• _WORK TASK_:
Set every entry down again precisely.

================================

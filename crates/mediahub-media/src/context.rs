//! Shared collaborators handed to every processing handle and prune run.

use std::sync::Arc;

use mediahub_core::config::MediaConfig;
use mediahub_core::traits::storage::StorageProvider;
use mediahub_database::{AttachmentRepository, EmojiRepository};
use mediahub_storage::ThumbnailGenerator;

/// Per-kind size limits in bytes.
#[derive(Debug, Clone, Copy, PartialEq, Eq)]
pub struct MediaLimits {
    pub image_max_size: u64,
    pub video_max_size: u64,
    pub emoji_local_max_size: u64,
    pub emoji_remote_max_size: u64,
}

impl From<&MediaConfig> for MediaLimits {
    fn from(config: &MediaConfig) -> Self {
        Self {
            image_max_size: config.image_max_size,
            video_max_size: config.video_max_size,
            emoji_local_max_size: config.emoji_local_max_size,
            emoji_remote_max_size: config.emoji_remote_max_size,
        }
    }
}

/// Metadata stores, blob store, and renderer used by media processing.
///
/// Cloning is cheap; all collaborators are shared.
#[derive(Debug, Clone)]
pub struct MediaContext {
    pub attachments: Arc<dyn AttachmentRepository>,
    pub emojis: Arc<dyn EmojiRepository>,
    pub storage: Arc<dyn StorageProvider>,
    pub thumbnails: ThumbnailGenerator,
    pub limits: MediaLimits,
}

impl MediaContext {
    /// Assemble a context, taking limits and thumbnail bounds from `config`.
    pub fn new(
        attachments: Arc<dyn AttachmentRepository>,
        emojis: Arc<dyn EmojiRepository>,
        storage: Arc<dyn StorageProvider>,
        config: &MediaConfig,
    ) -> Self {
        Self {
            attachments,
            emojis,
            storage,
            thumbnails: ThumbnailGenerator::new(config.thumbnail_max_dimension),
            limits: MediaLimits::from(config),
        }
    }
}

================================

• _EXERCISE RESPONSE_:
filename crates/mediahub-media/src/context.rs
//! Shared collaborators handed to every processing handle and prune run.

use std::sync::Arc;

use mediahub_core::config::MediaConfig;
use mediahub_core::traits::storage::StorageProvider;
use mediahub_database::{AttachmentRepository, EmojiRepository};
use mediahub_storage::ThumbnailGenerator;

/// Per-kind size limits in bytes.
#[derive(Debug, Clone, Copy, PartialEq, Eq)]
pub struct MediaLimits {
    pub image_max_size: u64,
    pub video_max_size: u64,
    pub emoji_local_max_size: u64,
    pub emoji_remote_max_size: u64,
}

impl From<&MediaConfig> for MediaLimits {
    fn from(config: &MediaConfig) -> Self {
        Self {
            image_max_size: config.image_max_size,
            video_max_size: config.video_max_size,
            emoji_local_max_size: config.emoji_local_max_size,
            emoji_remote_max_size: config.emoji_remote_max_size,
        }
    }
}

/// Metadata stores, blob store, and renderer used by media processing.
///
/// Cloning is cheap; all collaborators are shared.
#[derive(Debug, Clone)]
pub struct MediaContext {
    pub attachments: Arc<dyn AttachmentRepository>,
    pub emojis: Arc<dyn EmojiRepository>,
    pub storage: Arc<dyn StorageProvider>,
    pub thumbnails: ThumbnailGenerator,
    pub limits: MediaLimits,
}

impl MediaContext {
    /// Assemble a context, taking limits and thumbnail bounds from `config`.
    pub fn new(
        attachments: Arc<dyn AttachmentRepository>,
        emojis: Arc<dyn EmojiRepository>,
        storage: Arc<dyn StorageProvider>,
        config: &MediaConfig,
    ) -> Self {
        Self {
            attachments,
            emojis,
            storage,
            thumbnails: ThumbnailGenerator::new(config.thumbnail_max_dimension),
            limits: MediaLimits::from(config),
        }
    }
}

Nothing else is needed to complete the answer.